BEGIN Provided records
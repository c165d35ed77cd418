//! Logging configuration

use serde::{Deserialize, Serialize};
use std::fmt;
use std::str::FromStr;

use crate::error::ConfigResult;
use crate::validation::Validatable;

/// Logging configuration
#[derive(Debug, Clone, Serialize, Deserialize)]
#[serde(default)]
pub struct LoggingConfig {
    /// Log level
    #[serde(default)]
    pub level: LogLevel,

    /// Log format
    #[serde(default)]
    pub format: LogFormat,

    /// Extra `EnvFilter` directives, e.g. `procchan_channel=trace`
    #[serde(default, skip_serializing_if = "Option::is_none")]
    pub filter: Option<String>,

    /// Whether to include source location in logs
    #[serde(default)]
    pub include_location: bool,
}

/// Log level enumeration
#[derive(Debug, Clone, Copy, PartialEq, Eq, Serialize, Deserialize, Default)]
#[serde(rename_all = "lowercase")]
pub enum LogLevel {
    Error,
    Warn,
    #[default]
    Info,
    Debug,
    Trace,
}

/// Log format enumeration
#[derive(Debug, Clone, Copy, PartialEq, Eq, Serialize, Deserialize, Default)]
#[serde(rename_all = "lowercase")]
pub enum LogFormat {
    Json,
    #[default]
    Text,
    Compact,
    Pretty,
}

impl Default for LoggingConfig {
    fn default() -> Self {
        Self {
            level: LogLevel::Info,
            format: LogFormat::Text,
            filter: None,
            include_location: false,
        }
    }
}

impl LoggingConfig {
    /// The full filter directive string for `tracing_subscriber::EnvFilter`
    pub fn filter_directives(&self) -> String {
        match &self.filter {
            Some(extra) if !extra.trim().is_empty() => format!("{},{}", self.level, extra.trim()),
            _ => self.level.to_string(),
        }
    }
}

impl fmt::Display for LogLevel {
    fn fmt(&self, f: &mut fmt::Formatter<'_>) -> fmt::Result {
        let s = match self {
            LogLevel::Error => "error",
            LogLevel::Warn => "warn",
            LogLevel::Info => "info",
            LogLevel::Debug => "debug",
            LogLevel::Trace => "trace",
        };
        f.write_str(s)
    }
}

impl FromStr for LogLevel {
    type Err = String;

    fn from_str(s: &str) -> Result<Self, Self::Err> {
        match s.to_lowercase().as_str() {
            "error" => Ok(LogLevel::Error),
            "warn" | "warning" => Ok(LogLevel::Warn),
            "info" => Ok(LogLevel::Info),
            "debug" => Ok(LogLevel::Debug),
            "trace" => Ok(LogLevel::Trace),
            _ => Err(format!("Invalid log level: {}", s)),
        }
    }
}

impl FromStr for LogFormat {
    type Err = String;

    fn from_str(s: &str) -> Result<Self, Self::Err> {
        match s.to_lowercase().as_str() {
            "json" => Ok(LogFormat::Json),
            "text" => Ok(LogFormat::Text),
            "compact" => Ok(LogFormat::Compact),
            "pretty" => Ok(LogFormat::Pretty),
            _ => Err(format!("Invalid log format: {}", s)),
        }
    }
}

impl Validatable for LoggingConfig {
    fn validate(&self) -> ConfigResult<()> {
        if let Some(filter) = &self.filter {
            if filter.contains(char::is_whitespace) {
                return Err(self.validation_error("filter directives must not contain whitespace"));
            }
        }
        Ok(())
    }

    fn domain_name(&self) -> &'static str {
        "logging"
    }
}
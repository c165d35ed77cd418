//! IPC protocol definitions and message types

use bytes::Bytes;
use chrono::{DateTime, Utc};
use serde::{Deserialize, Serialize};

use crate::codec;
use crate::error::IpcError;

/// IPC protocol version for compatibility checking
pub const IPC_PROTOCOL_VERSION: u32 = 1;

/// A single message on the control channel, in either direction.
///
/// Control directives and data live in separate variants, so no payload value
/// can ever be mistaken for a directive.
#[derive(Debug, Clone, PartialEq, Eq, Serialize, Deserialize)]
#[serde(tag = "type", rename_all = "snake_case")]
pub enum WireMessage {
    /// Opaque payload, base64 encoded
    Data { payload: String },

    /// Ask the worker to exit voluntarily
    Terminate,
}

impl WireMessage {
    /// Wrap raw bytes in a data message
    pub fn data(payload: &[u8]) -> Self {
        WireMessage::Data {
            payload: codec::encode(payload),
        }
    }

    /// Whether this is a control directive rather than data
    pub fn is_control(&self) -> bool {
        matches!(self, WireMessage::Terminate)
    }

    /// Decode the carried payload; `None` for control directives
    pub fn decode_payload(&self) -> Result<Option<Bytes>, IpcError> {
        match self {
            WireMessage::Data { payload } => codec::decode(payload).map(Some),
            WireMessage::Terminate => Ok(None),
        }
    }
}

/// Message envelope for all IPC communications
#[derive(Debug, Clone, Serialize, Deserialize)]
pub struct MessageEnvelope<T> {
    pub protocol_version: u32,
    pub timestamp: DateTime<Utc>,
    pub message: T,
}

impl<T> MessageEnvelope<T> {
    /// Create a new message envelope
    pub fn new(message: T) -> Self {
        Self {
            protocol_version: IPC_PROTOCOL_VERSION,
            timestamp: Utc::now(),
            message,
        }
    }

    /// Check if protocol version is compatible
    pub fn is_compatible(&self) -> bool {
        self.protocol_version == IPC_PROTOCOL_VERSION
    }

    /// Unwrap the message, rejecting envelopes from another protocol version
    pub fn into_message(self) -> Result<T, IpcError> {
        if !self.is_compatible() {
            return Err(IpcError::ProtocolVersionMismatch {
                expected: IPC_PROTOCOL_VERSION,
                actual: self.protocol_version,
            });
        }
        Ok(self.message)
    }
}
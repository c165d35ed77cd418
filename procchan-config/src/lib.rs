//! Domain-driven configuration management for procchan
//!
//! This crate provides modular configuration split by functional domains,
//! with validation, defaults, and environment variable support.

pub mod error;
pub mod loader;
pub mod validation;

// Domain-specific configuration modules
pub mod domains;

// Re-export main types
pub use error::{ConfigError, ConfigResult};
pub use loader::ConfigLoader;
pub use validation::Validatable;

// Re-export domain configurations
pub use domains::{
    channel::{ChannelConfig, ThrottlePolicy},
    logging::{LogFormat, LogLevel, LoggingConfig},
    ProcchanConfig,
};

// Re-export utilities
pub use domains::utils::serde_duration_ms;
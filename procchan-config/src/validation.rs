//! Configuration validation traits and utilities

use crate::error::{ConfigError, ConfigResult};

/// Trait for validatable configuration
pub trait Validatable {
    /// Validate the configuration
    fn validate(&self) -> ConfigResult<()>;

    /// Get the domain name for error reporting
    fn domain_name(&self) -> &'static str;

    /// Helper to create a domain-specific validation error
    fn validation_error(&self, message: impl Into<String>) -> ConfigError {
        ConfigError::DomainError {
            domain: self.domain_name().to_string(),
            message: message.into(),
        }
    }
}

/// Validate a positive number
pub fn validate_positive<T>(value: T, field_name: &str, domain: &str) -> ConfigResult<()>
where
    T: PartialOrd + Default + std::fmt::Display,
{
    if value <= T::default() {
        return Err(ConfigError::DomainError {
            domain: domain.to_string(),
            message: format!("{} must be greater than 0, got {}", field_name, value),
        });
    }
    Ok(())
}
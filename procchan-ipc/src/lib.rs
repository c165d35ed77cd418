//! Inter-process communication for procchan
//!
//! This crate provides the wire protocol spoken between a host process and its
//! workers: a tagged envelope that separates control directives from data, a
//! base64 codec that keeps opaque binary payloads text-safe, and line-delimited
//! JSON framing over any async byte stream (usually the child's stdio).

pub mod codec;
pub mod error;
pub mod protocol;
pub mod transport;

// Re-export commonly used types
pub use error::IpcError;
pub use protocol::{MessageEnvelope, WireMessage, IPC_PROTOCOL_VERSION};
pub use transport::{FrameReader, FrameWriter, IpcTransport, LineTransport, StdioTransport};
END Provided records
### Task brief:
If a line in the records above has the word "ConfigResult", copy it out.

### Response to this exercise:
use crate::error::ConfigResult;
    fn validate(&self) -> ConfigResult<()> {
pub use error::{ConfigError, ConfigResult};
use crate::error::{ConfigError, ConfigResult};
    fn validate(&self) -> ConfigResult<()>;
pub fn validate_positive<T>(value: T, field_name: &str, domain: &str) -> ConfigResult<()>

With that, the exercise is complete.